Slip and Fall:

Who is responsible for an injury resulting from a slip and fall accident? Many thousands of people are injured each year -- some very seriously -- when they slip or trip and fall on a dangerous floor, a flight of stairs, or a rough patch of ground. Sometimes the property owner is responsible for the accident, and sometimes he or she is not.

If you have been injured in this way, first consider that it is a normal part of living for things to fall on or to drip onto a floor or the ground, and for smooth surfaces to become uneven. Also, some things put in the ground -- drainage grates, for example -- serve a useful purpose there. So a property owner (or occupier) cannot always be held responsible for immediately picking up or cleaning every slippery substance on a floor. Nor is a property owner always responsible for someone slipping or tripping on something that an ordinary person should expect to find there or should see and avoid. We all have an obligation to watch where we're going.

However, property owners do need to be careful in keeping up their property. While there is no precise way to determine when someone else is legally responsible for something on which you slip or trip, cases turn on whether the property owner acted carefully so that slipping or tripping was not likely to happen -- and whether you were careless in not seeing or avoiding the thing you fell on. Here are some general rules to help you decide whether someone else was at fault for your slip or trip and fall injury.

Determining Liability

To be legally responsible for the injuries you suffered from slipping or tripping and falling on someone else's property, one of the following must be true:

The owner of the premises or an employee must have caused the spill, worn or torn spot, or other slippery or dangerous surface or item to be underfoot.
The owner of the premises or an employee must have known of the dangerous surface but done nothing about it.
The owner of the premises or an employee should have known of the dangerous surface because a "reasonable" person taking care of the property would have discovered and removed or repaired it.

The third situation is the most common, but is also less clear-cut than the first two because of those pesky words "should have known." Liability in these cases is often decided by common sense. Judges and juries determine whether the owner or occupier of property was careful by deciding if the steps the owner or occupier took to keep the property safe were reasonable.
What Is "Reasonable"?

In determining a property owner's "reasonableness," the law concentrates on whether the owner makes regular and thorough efforts to keep the property safe and clean. Here are some initial questions you can ask to determine whether a property or business owner may be liable for your slip or trip and fall injuries:

If you tripped over a torn, broken, or bulging area of carpet, floor, or ground, or slipped on a wet or loose area, had the dangerous spot been there long enough that the owner should have known about it?
Does the property owner have a regular procedure for examining and cleaning or repairing the premises? If so, what proof does the owner have of this regular maintenance?
If you tripped over or slipped on an object someone had placed or left on or in the floor or ground, was there a legitimate reason for the object to be there?

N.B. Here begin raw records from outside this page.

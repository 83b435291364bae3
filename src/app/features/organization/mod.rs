pub mod create;
pub mod select;
pub mod service;
pub mod settings;

use axum::Router;

use crate::app::AppState;

pub use service::create_organization;

/// Organization creation, switching and settings routes.
pub fn routes() -> Router<AppState> {
    Router::new()
        .merge(create::routes())
        .merge(select::routes())
        .merge(settings::routes())
}
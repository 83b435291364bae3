pub mod login;
pub mod logout;
pub mod messages;
pub mod service;
pub mod signup;

use axum::Router;

use crate::app::AppState;

pub use messages::translate_auth_error;

/// Authentication routes.
pub fn routes() -> Router<AppState> {
    Router::new()
        .merge(signup::routes())
        .merge(login::routes())
        .merge(logout::routes())
}
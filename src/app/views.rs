//! Rendered dashboard pages, cached until a mutation revalidates their path.
//!
//! Entries are keyed by (path, organization, role) so a page never leaks
//! across tenants or shows controls a role cannot use. Revalidation is by exact
//! path name only.

use std::collections::HashMap;
use std::future::Future;
use std::sync::{Arc, RwLock};

use crate::app::domain::OrganizationRole;

pub const DASHBOARD: &str = "/dashboard";
pub const STORES: &str = "/dashboard/stores";
pub const CUSTOMERS: &str = "/dashboard/customers";
pub const COUPONS: &str = "/dashboard/coupons";
pub const SHIFTS: &str = "/dashboard/shifts";
pub const VISITS: &str = "/dashboard/visits";
pub const ORGANIZATION_SETTINGS: &str = "/dashboard/settings/organization";

/// Identifies one cached rendering. `variant` distinguishes renderings of the
/// same path that depend on query parameters. Callers must only vary it over a
/// bounded set (such as ids that exist in the tenant), never over raw input.
#[derive(Debug, Clone, PartialEq, Eq, Hash)]
pub struct ViewKey {
    path: &'static str,
    variant: String,
    organization_id: String,
    role: OrganizationRole,
    latest_only: bool,
}

impl ViewKey {
    pub fn new(path: &'static str, organization_id: impl Into<String>, role: OrganizationRole) -> Self {
        Self {
            path,
            variant: String::new(),
            organization_id: organization_id.into(),
            role,
            latest_only: false,
        }
    }

    pub fn with_variant(mut self, variant: impl Into<String>) -> Self {
        self.variant = variant.into();
        self
    }

    /// Like `with_variant`, but caching this rendering evicts the other
    /// variants of the same page. For variants that age out, like today's date.
    pub fn with_latest_variant(self, variant: impl Into<String>) -> Self {
        Self {
            latest_only: true,
            ..self.with_variant(variant)
        }
    }

    fn same_page(&self, other: &ViewKey) -> bool {
        self.path == other.path && self.organization_id == other.organization_id && self.role == other.role
    }
}

#[derive(Debug, Default)]
struct Entries {
    pages: HashMap<ViewKey, String>,
    /// Bumped on every revalidation of a path.
    generations: HashMap<&'static str, u64>,
}

impl Entries {
    fn generation(&self, path: &str) -> u64 {
        self.generations.get(path).copied().unwrap_or(0)
    }

    fn insert(&mut self, key: ViewKey, html: String) {
        if key.latest_only {
            self.pages.retain(|other, _| !other.same_page(&key));
        }
        self.pages.insert(key, html);
    }
}

#[derive(Debug, Clone, Default)]
pub struct ViewCache {
    entries: Arc<RwLock<Entries>>,
}

impl ViewCache {
    pub fn new() -> Self {
        Self::default()
    }

    pub fn get(&self, key: &ViewKey) -> Option<String> {
        self.entries.read().ok()?.pages.get(key).cloned()
    }

    pub fn put(&self, key: ViewKey, html: String) {
        if let Ok(mut entries) = self.entries.write() {
            entries.insert(key, html);
        }
    }

    /// Number of cached renderings across every tenant.
    pub fn len(&self) -> usize {
        self.entries.read().map(|e| e.pages.len()).unwrap_or(0)
    }

    pub fn is_empty(&self) -> bool {
        self.len() == 0
    }

    /// Drop every cached rendering of exactly this path, all variants included.
    /// Renders already in flight for the path will not be stored.
    pub fn revalidate_path(&self, path: &'static str) {
        if let Ok(mut entries) = self.entries.write() {
            let before = entries.pages.len();
            entries.pages.retain(|key, _| key.path != path);
            let dropped = before - entries.pages.len();
            *entries.generations.entry(path).or_insert(0) += 1;
            tracing::debug!(path, dropped, "revalidated view");
        }
    }

    /// Return the cached rendering, or render, cache and return it.
    /// Render failures are not cached, and neither is a rendering whose path
    /// was revalidated while it was being produced.
    pub async fn get_or_render<F, Fut, E>(&self, key: ViewKey, render: F) -> Result<String, E>
    where
        F: FnOnce() -> Fut,
        Fut: Future<Output = Result<String, E>>,
    {
        let lookup = self
            .entries
            .read()
            .ok()
            .map(|entries| (entries.pages.get(&key).cloned(), entries.generation(key.path)));
        let started_at = match lookup {
            Some((Some(html), _)) => return Ok(html),
            Some((None, generation)) => generation,
            None => return render().await,
        };

        let html = render().await?;
        if let Ok(mut entries) = self.entries.write() {
            if entries.generation(key.path) == started_at {
                entries.insert(key, html.clone());
            } else {
                tracing::debug!(path = key.path, "discarded render of revalidated view");
            }
        }
        Ok(html)
    }
}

If there once had been a good reason for the object to be there but that reason no longer exists, could the object have been removed or covered or otherwise made safe?
Was there a safer place the object could have been located, or could it have been placed in a safer manner, without much greater inconvenience or expense to the property owner or operator?
Could a simple barrier have been created or a warning been given to prevent people from slipping or tripping?
Did poor or broken lighting contribute to the accident?

If the answers to one or more of these questions come out in your favor, you may have a good claim for compensation. However, you must still think about whether your own carelessness contributed in any significant way to your accident.
Your Own Carelessness

In almost every slip or trip and fall case, you must decide whether your carelessness contributed to the accident. The rules of "comparative negligence" help measure your own reasonableness in going where you did, in the way you did, just before the accident happened. There are some questions you should ask yourself about your own conduct -- an insurance adjuster will almost certainly ask them after you file your claim.

Did you have a legitimate reason -- a reason the owner should have anticipated -- for being where the dangerous area was?
Would a careful person have noticed the dangerous spot and avoided it, or walked carefully enough not to slip or trip?
Were there any warnings that the spot might be dangerous?
Were you doing anything that distracted you from paying attention to where you were going, or were you running, jumping, or fooling around in a way that made falling more likely?

You don't have to "prove" to an insurance adjuster that you were careful, but think about what you were doing and describe it clearly so that an insurance adjuster will understand that you were not careless.